What the task requires:
What lines in the records below include the word "bool"? Return each one.

◇ ◇ ◇ ◇

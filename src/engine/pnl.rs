//! Close validation and realized P&L per trade category.
//!
//! Everything here is pure: the caller supplies the trade, the close request
//! and (for assignments that deliver shares) the owner's current holding of the
//! underlying. Persistence and sequencing live in `orchestration::settlement`.

use chrono::NaiveDate;
use thiserror::Error;

use crate::domain::{
    CloseTrade, Decimal, EquityPosition, LotEventKind, Trade, TradeCategory, CONTRACT_MULTIPLIER,
};

/// Decimal places kept on `return_percentage`.
const RETURN_PCT_DP: u32 = 4;

#[derive(Debug, Clone, PartialEq, Eq, Error)]
pub enum PnlError {
    #[error("close date {close_date} is outside the trade window [{open_date}, {}]", fmt_bound(.expiration_date))]
    InvalidCloseWindow {
        close_date: NaiveDate,
        open_date: NaiveDate,
        expiration_date: Option<NaiveDate>,
    },
    #[error("assignment is not supported for {0} trades")]
    UnsupportedAssignment(TradeCategory),
    #[error("insufficient shares: {required} required, {held} held")]
    InsufficientShares { held: i64, required: i64 },
    #[error("{0}")]
    Invalid(String),
}

fn fmt_bound(bound: &Option<NaiveDate>) -> String {
    bound.map(|d| d.to_string()).unwrap_or_else(|| "open".to_string())
}

/// Share movement caused by an assignment or exercise.
#[derive(Debug, Clone, Copy, PartialEq, Eq)]
pub struct Assignment {
    /// Signed share delta applied to the owner's position.
    pub shares: i64,
    /// Price the shares change hands at (the strike).
    pub price: Decimal,
    pub kind: LotEventKind,
}

/// Derived close values for one trade.
#[derive(Debug, Clone, PartialEq, Eq)]
pub struct Settlement {
    pub realized_pnl: Decimal,
    pub is_win: bool,
    pub return_percentage: Decimal,
    pub assignment: Option<Assignment>,
}

/// Validate a close request against an open trade.
///
/// Checks, in order: the close price, the close window, and whether the
/// category has a delivery path when assignment is requested. Whether the
/// trade is already closed is the caller's concern.
pub fn validate_close(trade: &Trade, close: &CloseTrade) -> Result<(), PnlError> {
    if close.close_price.is_negative() {
        return Err(PnlError::Invalid("closePrice must not be negative".to_string()));
    }

    let after_open = close.close_date >= trade.open_date;
    let before_expiry = match (trade.category.is_option(), trade.expiration_date) {
        (true, Some(expiration)) => close.close_date <= expiration,
        (true, None) => {
            return Err(PnlError::Invalid(format!(
                "trade {} has no expiration date",
                trade.id
            )))
        }
        (false, _) => true,
    };
    if !after_open || !before_expiry {
        return Err(PnlError::InvalidCloseWindow {
            close_date: close.close_date,
            open_date: trade.open_date,
            expiration_date: trade.expiration_date,
        });
    }

    if close.was_assigned && !has_delivery_path(trade.category) {
        return Err(PnlError::UnsupportedAssignment(trade.category));
    }

    Ok(())
}

fn has_delivery_path(category: TradeCategory) -> bool {
    match category {
        TradeCategory::CoveredCall
        | TradeCategory::CashSecuredPut
        | TradeCategory::LongCall
        | TradeCategory::LongPut => true,
        TradeCategory::NakedCall | TradeCategory::NakedPut | TradeCategory::Equity => false,
    }
}

/// Compute realized P&L, win flag, return and share movement for a close.
///
/// `holding` is the owner's position in the trade's symbol, if any. It is
/// consulted only by assignments that deliver shares (covered call, long put).
pub fn compute_settlement(
    trade: &Trade,
    close: &CloseTrade,
    holding: Option<&EquityPosition>,
) -> Result<Settlement, PnlError> {
    let premium = trade
        .premium
        .ok_or_else(|| PnlError::Invalid(format!("trade {} has no premium", trade.id)))?;
    let units = trade
        .quantity
        .checked_mul(trade.category.multiplier())
        .ok_or_else(|| PnlError::Invalid("quantity overflows".to_string()))?;
    let units = Decimal::from_units(units);
    let premium_total = premium.checked_mul(units).ok_or_else(overflow)?;
    let close_price = close.close_price;

    let (realized_pnl, assignment) = if close.was_assigned {
        settle_assigned(trade, close_price, premium_total, holding)?
    } else if trade.category.is_short_option() {
        let per_unit = premium.checked_sub(close_price).ok_or_else(overflow)?;
        (per_unit.checked_mul(units).ok_or_else(overflow)?, None)
    } else {
        let per_unit = close_price.checked_sub(premium).ok_or_else(overflow)?;
        (per_unit.checked_mul(units).ok_or_else(overflow)?, None)
    };

    let return_percentage = if premium_total.is_zero() {
        Decimal::zero()
    } else {
        realized_pnl
            .checked_div(premium_total.abs())
            .and_then(|ratio| ratio.checked_mul(Decimal::hundred()))
            .ok_or_else(overflow)?
            .round_dp(RETURN_PCT_DP)
    };

    Ok(Settlement {
        realized_pnl,
        is_win: realized_pnl.is_positive(),
        return_percentage,
        assignment,
    })
}

fn settle_assigned(
    trade: &Trade,
    close_price: Decimal,
    premium_total: Decimal,
    holding: Option<&EquityPosition>,
) -> Result<(Decimal, Option<Assignment>), PnlError> {
    let strike = trade
        .strike_price
        .ok_or_else(|| PnlError::Invalid(format!("trade {} has no strike price", trade.id)))?;
    let contract_shares = trade
        .quantity
        .checked_mul(CONTRACT_MULTIPLIER)
        .ok_or_else(|| PnlError::Invalid("quantity overflows".to_string()))?;
    let shares = Decimal::from_units(contract_shares);
    // (a - b) * shares, without panicking on extreme inputs
    let spread = |a: Decimal, b: Decimal| {
        a.checked_sub(b)
            .and_then(|d| d.checked_mul(shares))
            .ok_or_else(overflow)
    };

    match trade.category {
        TradeCategory::CoveredCall => {
            let position = require_shares(holding, contract_shares)?;
            let pnl = spread(strike, position.average_cost)?
                .checked_add(premium_total)
                .ok_or_else(overflow)?;
            Ok((pnl, Some(delivered(-contract_shares, strike))))
        }
        TradeCategory::CashSecuredPut => {
            let pnl = premium_total
                .checked_add(spread(close_price, strike)?)
                .ok_or_else(overflow)?;
            Ok((pnl, Some(received(contract_shares, strike))))
        }
        TradeCategory::LongCall => {
            let pnl = spread(close_price, strike)?
                .checked_sub(premium_total)
                .ok_or_else(overflow)?;
            Ok((pnl, Some(received(contract_shares, strike))))
        }
        TradeCategory::LongPut => {
            require_shares(holding, contract_shares)?;
            let pnl = spread(strike, close_price)?
                .checked_sub(premium_total)
                .ok_or_else(overflow)?;
            Ok((pnl, Some(delivered(-contract_shares, strike))))
        }
        TradeCategory::NakedCall | TradeCategory::NakedPut | TradeCategory::Equity => {
            Err(PnlError::UnsupportedAssignment(trade.category))
        }
    }
}

fn overflow() -> PnlError {
    PnlError::Invalid("settlement amount overflows".to_string())
}

fn require_shares(
    holding: Option<&EquityPosition>,
    required: i64,
) -> Result<&EquityPosition, PnlError> {
    match holding {
        Some(position) if position.quantity >= required => Ok(position),
        other => Err(PnlError::InsufficientShares {
            held: other.map(|p| p.quantity).unwrap_or(0),
            required,
        }),
    }
}

fn received(shares: i64, price: Decimal) -> Assignment {
    Assignment {
        shares,
        price,
        kind: LotEventKind::Assignment,
    }
}

fn delivered(shares: i64, price: Decimal) -> Assignment {
    Assignment {
        shares,
        price,
        kind: LotEventKind::CalledAway,
    }
}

◇ ◇ ◇ ◇

Written response:
    pub is_win: bool,
fn has_delivery_path(category: TradeCategory) -> bool {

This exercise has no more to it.